What is needed:
For every line in the material below that holds "gates", report the line.

Input material:
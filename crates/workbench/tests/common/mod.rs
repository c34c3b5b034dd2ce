//! Shared harness for controller tests
//!
//! Provides a scripted UI, a document service whose responses can be held
//! back, and a fully wired controller over a temporary download directory.

#![allow(dead_code)]

use chrono::{Duration, TimeZone, Utc};
use cloud::{
    CloudDocument, CloudResult, DocumentId, DocumentService, MemoryDocumentService, NewDocument,
    Owner, OwnerId, SessionState,
};
use doc_model::{MemoryContentStore, StructuredContent};
use std::collections::{HashMap, VecDeque};
use std::path::PathBuf;
use std::sync::atomic::{AtomicUsize, Ordering};
use std::sync::{Arc, Mutex};
use store::{DownloadDirectory, EditorSettings};
use tempfile::TempDir;
use tokio::sync::{oneshot, watch};
use workbench::{Action, Collaborators, Notice, PersistenceController, UserInterface};

/// UI double answering prompts from a script and recording everything shown
#[derive(Default)]
pub struct ScriptedUi {
    answers: Mutex<VecDeque<Option<String>>>,
    confirmations: Mutex<VecDeque<bool>>,
    prompts: Mutex<Vec<(String, Option<String>)>>,
    confirm_questions: Mutex<Vec<String>>,
    notices: Mutex<Vec<Notice>>,
    enabled: Mutex<HashMap<Action, bool>>,
    session_label: Mutex<Option<Option<String>>>,
    editor_enabled: Mutex<Option<bool>>,
    file_input_resets: AtomicUsize,
    title: Mutex<String>,
}

impl ScriptedUi {
    /// Queue the answer to the next prompt; `None` dismisses it
    pub fn answer(&self, answer: Option<&str>) {
        self.answers
            .lock()
            .unwrap()
            .push_back(answer.map(str::to_string));
    }

    /// Queue the answer to the next confirmation
    pub fn answer_confirm(&self, yes: bool) {
        self.confirmations.lock().unwrap().push_back(yes);
    }

    pub fn prompts(&self) -> Vec<(String, Option<String>)> {
        self.prompts.lock().unwrap().clone()
    }

    pub fn confirm_questions(&self) -> Vec<String> {
        self.confirm_questions.lock().unwrap().clone()
    }

    pub fn notices(&self) -> Vec<Notice> {
        self.notices.lock().unwrap().clone()
    }

    pub fn is_enabled(&self, action: Action) -> Option<bool> {
        self.enabled.lock().unwrap().get(&action).copied()
    }

    /// `Some(Some(label))` when the signed-in controls are shown
    pub fn session_label(&self) -> Option<Option<String>> {
        self.session_label.lock().unwrap().clone()
    }

    pub fn editor_enabled(&self) -> Option<bool> {
        *self.editor_enabled.lock().unwrap()
    }

    pub fn file_input_resets(&self) -> usize {
        self.file_input_resets.load(Ordering::SeqCst)
    }

    pub fn title(&self) -> String {
        self.title.lock().unwrap().clone()
    }
}

impl UserInterface for ScriptedUi {
    fn prompt(&self, message: &str, default: Option<&str>) -> Option<String> {
        self.prompts
            .lock()
            .unwrap()
            .push((message.to_string(), default.map(str::to_string)));
        self.answers.lock().unwrap().pop_front().flatten()
    }

    fn confirm(&self, message: &str) -> bool {
        self.confirm_questions.lock().unwrap().push(message.to_string());
        self.confirmations.lock().unwrap().pop_front().unwrap_or(false)
    }

    fn notify(&self, notice: Notice) {
        self.notices.lock().unwrap().push(notice);
    }

    fn set_enabled(&self, action: Action, enabled: bool) {
        self.enabled.lock().unwrap().insert(action, enabled);
    }

    fn show_session(&self, owner: Option<&Owner>) {
        *self.session_label.lock().unwrap() = Some(owner.map(|owner| owner.label.clone()));
    }

    fn set_editor_enabled(&self, enabled: bool) {
        *self.editor_enabled.lock().unwrap() = Some(enabled);
    }

    fn reset_file_input(&self) {
        self.file_input_resets.fetch_add(1, Ordering::SeqCst);
    }

    fn set_title(&self, title: &str) {
        *self.title.lock().unwrap() = title.to_string();
    }
}

/// Document service whose responses wait for the test to release them
///
/// The wrapped call runs first; only the response is held back, like a
/// request the server already processed whose reply is still in flight.
pub struct GatedDocuments {
    pub inner: MemoryDocumentService,
    gates: Mutex<VecDeque<oneshot::Receiver<()>>>,
}

impl GatedDocuments {
    pub fn new(inner: MemoryDocumentService) -> Self {
        Self {
            inner,
            gates: Mutex::new(VecDeque::new()),
        }
    }

    /// Hold back the next response until the returned sender fires
    pub fn hold_next(&self) -> oneshot::Sender<()> {
        let (tx, rx) = oneshot::channel();
        self.gates.lock().unwrap().push_back(rx);
        tx
    }

    async fn respond<T>(&self, result: T) -> T {
        let gate = self.gates.lock().unwrap().pop_front();
        if let Some(gate) = gate {
            let _ = gate.await;
        }
        result
    }
}

impl DocumentService for GatedDocuments {
    async fn create(&self, owner: &OwnerId, document: NewDocument) -> CloudResult<DocumentId> {
        let result = self.inner.create(owner, document).await;
        self.respond(result).await
    }

    async fn list_by_owner(&self, owner: &OwnerId) -> CloudResult<Vec<CloudDocument>> {
        let result = self.inner.list_by_owner(owner).await;
        self.respond(result).await
    }

    async fn fetch(&self, id: &DocumentId) -> CloudResult<CloudDocument> {
        let result = self.inner.fetch(id).await;
        self.respond(result).await
    }

    async fn delete(&self, id: &DocumentId) -> CloudResult<()> {
        let result = self.inner.delete(id).await;
        self.respond(result).await
    }
}

pub type TestController =
    PersistenceController<MemoryContentStore, GatedDocuments, DownloadDirectory, ScriptedUi>;

pub struct Harness {
    /// Stands in for the authentication provider
    pub session: watch::Sender<SessionState>,
    pub content: Arc<MemoryContentStore>,
    pub documents: Arc<GatedDocuments>,
    pub ui: Arc<ScriptedUi>,
    pub controller: TestController,
    pub temp_dir: TempDir,
}

pub fn owner() -> Owner {
    Owner::new(OwnerId::new("u-1"), "ada@example.com")
}

impl Harness {
    pub fn signed_out() -> Self {
        let (session, rx) = watch::channel(SessionState::SignedOut);
        let temp_dir = TempDir::new().unwrap();

        let content = Arc::new(MemoryContentStore::new());
        let documents = Arc::new(GatedDocuments::new(MemoryDocumentService::new(rx.clone())));
        let files = Arc::new(DownloadDirectory::new(temp_dir.path().join("downloads")));
        let ui = Arc::new(ScriptedUi::default());

        let controller = PersistenceController::new(
            Collaborators {
                content: content.clone(),
                documents: documents.clone(),
                files,
                ui: ui.clone(),
            },
            rx,
            EditorSettings::default(),
        );

        Self {
            session,
            content,
            documents,
            ui,
            controller,
            temp_dir,
        }
    }

    pub async fn signed_in() -> Self {
        let harness = Self::signed_out();
        harness.sign_in(owner()).await;
        harness
    }

    pub async fn sign_in(&self, owner: Owner) {
        let state = SessionState::SignedIn(owner);
        self.session.send_replace(state.clone());
        self.controller.handle_session_change(&state).await;
    }

    pub async fn sign_out(&self) {
        self.session.send_replace(SessionState::SignedOut);
        self.controller
            .handle_session_change(&SessionState::SignedOut)
            .await;
    }

    /// Store a document for the test owner, `minute` minutes after a fixed epoch
    pub async fn seed(&self, title: &str, text: &str, minute: i64) -> DocumentId {
        let id = DocumentId::new(format!("doc-{title}"));
        self.documents
            .inner
            .seed(CloudDocument {
                id: id.clone(),
                owner: owner().id,
                title: title.to_string(),
                content: StructuredContent::from_text(text),
                created_at: Utc.with_ymd_and_hms(2024, 5, 1, 9, 0, 0).unwrap()
                    + Duration::minutes(minute),
            })
            .await;
        id
    }

    pub fn download_path(&self, file_name: &str) -> PathBuf {
        self.temp_dir.path().join("downloads").join(file_name)
    }

    /// Write a file into the temporary directory and return its path
    pub fn write_file(&self, file_name: &str, text: &str) -> PathBuf {
        let path = self.temp_dir.path().join(file_name);
        std::fs::write(&path, text).unwrap();
        path
    }
}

Solved problem:
    gates: Mutex<VecDeque<oneshot::Receiver<()>>>,
            gates: Mutex::new(VecDeque::new()),
        self.gates.lock().unwrap().push_back(rx);
        let gate = self.gates.lock().unwrap().pop_front();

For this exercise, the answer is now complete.